The rationale is straightforward: If a device or application can reduce how often healthcare providers need to be in the same room as their COVID-19 patients, it will be harder for the SARS-CoV-2 virus to spread. However, what remained unclear to device developers was where to begin.
“Early in the pandemic, there was uncertainty,” says Weininger. “You had this perfect storm of scarcity of parts, testers who aren’t in labs, and constructors trying to innovate in spaces they’re not entirely familiar with. So, we’ve leveraged existing device standards while narrowing the scope, slicing up the apple and only taking the immediately useful parts.”
CR511 focuses on highlighting common system elements for engineers and outlining safety and risk control measures that both manufacturers and caretakers should consider. The document also carefully defines what “remote-control” is when referring to medical devices. For example, some mechanical ventilators are built with a detachable screen interface on a short cord.

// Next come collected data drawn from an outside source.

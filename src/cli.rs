use clap::Parser;

use crate::types::LogLevel;

#[derive(Parser, Debug)]
#[command(
    name = "bunkrdl-rs",
    version,
    about = "Download Bunkr and Cyberdrop albums",
    after_help = "Either --url or --file is required."
)]
pub struct Cli {
    /// Album or file page URL
    #[arg(short = 'u', long, conflicts_with = "file")]
    pub url: Option<String>,

    /// File with one album URL per line
    #[arg(short = 'f', long)]
    pub file: Option<String>,

    /// Download attempts per file (1-50)
    #[arg(short = 'r', long, default_value_t = 2)]
    pub retries: u32,

    /// Only download these extensions (comma separated, e.g. mp4,jpg)
    #[arg(short = 'e', long)]
    pub extensions: Option<String>,

    /// Destination root; must lie under the base directory
    #[arg(short = 'p', long)]
    pub path: Option<String>,

    /// Permitted root for --path [default: directory of the executable]
    #[arg(long)]
    pub base_dir: Option<String>,

    /// Write direct URLs to url_list.txt instead of downloading
    #[arg(short = 'w', long)]
    pub export_only: bool,

    /// Seconds to wait between attempts
    #[arg(long, default_value_t = 2)]
    pub retry_delay: u64,

    /// HTTP request timeout in seconds
    #[arg(long, default_value_t = 30)]
    pub timeout: u64,

    /// Never use wget, even when it is installed
    #[arg(long)]
    pub no_external_downloader: bool,

    /// Accept invalid TLS certificates
    #[arg(long)]
    pub insecure: bool,

    /// Log level
    #[arg(long, value_enum, default_value = "info")]
    pub log_level: LogLevel,

    /// Disable progress bar
    #[arg(long)]
    pub no_progress_bar: bool,
}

“Some hospitals have figured out how to have that screen just outside a patient’s room, so they don’t have to don and doff PPE before adjusting device settings,” Goldman explains. “Is that remote control? Actually, no. It’s still the same device. It hasn’t been modified to add remote control capability.”
The document describes a remote-control innovation as an “auxiliary human machine interface” that allows caretakers to operate a medical device “from a location not co-located with the patient, device, or its primary interface.” This even includes the concept of apps for controlling many devices installed on a common platform, such as a secure tablet.
It’s a future for patient-care environments that Goldman has been envisioning for years. As part of a national initiative requested by the White House in 2014, Goldman and his colleagues at the Medical Device Plug and Play Interoperability & Cybersecurity Program at MGH first demonstrated how the remote control of medical devices would be ideal for patient care during an Ebola outbreak.
“We developed a reservoir of knowledge and working prototypes during the 2014 Ebola initiative. For instance, we know that it can take 10 to 15 minutes to put on PPE before going into a patient room. By then, a patient could be in dire straits if they’re waiting for critically important treatment such as turning up the oxygen level on a ventilator or adjusting an infusion pump,” says Goldman. “Fast forward to COVID-19, and now there’s real interest.”
“Now the opportunity is here to apply this knowledge expeditiously,” adds Colleen Elliott, director of standards at AAMI. “This consensus report resulted from a collaboration between AAMI’s Interoperability Working Group and our COVID-19 Response Team. We deeply appreciate the subject matter experts and industry leaders who offered their knowledge for the sake of safe and effective medical device innovation.”
AAMI CR511, Emergency Use Guidance for Remote Control of Medical Devices is available for download alongside more than a dozen freely available resources on the AAMI COVID-19 Emergency Guidance web page.